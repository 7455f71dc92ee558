use std::net::SocketAddr;
use std::path::PathBuf;

use clap::{Parser, Subcommand};
use tracing::info;
use tracing_subscriber::EnvFilter;

use leasewire::{ClientConfig, Config, DhcpClient, DhcpServer, Result};

#[derive(Parser)]
#[command(name = "leasewire")]
#[command(author, version, about = "A DHCP-style address leasing server and client", long_about = None)]
struct Cli {
    #[arg(short, long, default_value = "config.json")]
    config: PathBuf,

    #[arg(short, long, default_value = "info")]
    log_level: String,

    #[command(subcommand)]
    command: Option<Commands>,
}

#[derive(Subcommand)]
enum Commands {
    /// Run the server until interrupted
    Serve,
    /// Print the server configuration
    ShowConfig,
    /// Acquire a lease from a server and print it
    Acquire {
        #[arg(long)]
        hardware_address: String,

        #[arg(long)]
        server: SocketAddr,

        #[arg(long, default_value = "0.0.0.0:68")]
        bind: SocketAddr,

        #[arg(long, default_value_t = 2000)]
        timeout_millis: u64,

        /// Release the lease right after acquiring it
        #[arg(long)]
        release: bool,
    },
}

#[tokio::main]
async fn main() -> Result<()> {
    let cli = Cli::parse();

    tracing_subscriber::fmt()
        .with_env_filter(
            EnvFilter::try_from_default_env().unwrap_or_else(|_| EnvFilter::new(&cli.log_level)),
        )
        .init();

    match cli.command.unwrap_or(Commands::Serve) {
        Commands::Serve => {
            let config = Config::load_or_create(&cli.config)?;
            info!("Starting lease server with config: {:?}", cli.config);
            let server = DhcpServer::new(config)?;
            let sweeper = server.spawn_sweeper();

            let result = tokio::select! {
                result = server.operate() => result,
                _ = tokio::signal::ctrl_c() => {
                    info!("Received shutdown signal, stopping server...");
                    Ok(())
                }
            };

            sweeper.abort();
            result
        }
        Commands::ShowConfig => {
            let config = Config::load_or_create(&cli.config)?;
            println!("{}", serde_json::to_string_pretty(&config)?);
            Ok(())
        }
        Commands::Acquire {
            hardware_address,
            server,
            bind,
            timeout_millis,
            release,
        } => {
            let config = ClientConfig {
                hardware_address,
                server_address: server,
                bind_address: bind,
                reply_timeout_millis: timeout_millis,
                ..Default::default()
            };
            let mut client = DhcpClient::bind(&config)?;
            let lease = client.acquire().await?;

            println!("{:<16} {:<16} {:<10} {:<24}", "Address", "Server", "Lease", "Renew At");
            println!("{}", "-".repeat(68));
            println!(
                "{:<16} {:<16} {:<10} {:<24}",
                lease.address,
                lease.server,
                format!("{}s", lease.lease_duration_seconds),
                lease.renew_at().format("%Y-%m-%d %H:%M:%S UTC")
            );

            if release {
                client.release().await?;
                println!("Released {}.", lease.address);
            }

            Ok(())
        }
    }
}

★ ★ ★ ★ ★

* [Work instructions] Return, from the data, each line that has the word "short" in it.

* [Reply to the task]
    #[arg(short, long, default_value = "config.json")]
    #[arg(short, long, default_value = "info")]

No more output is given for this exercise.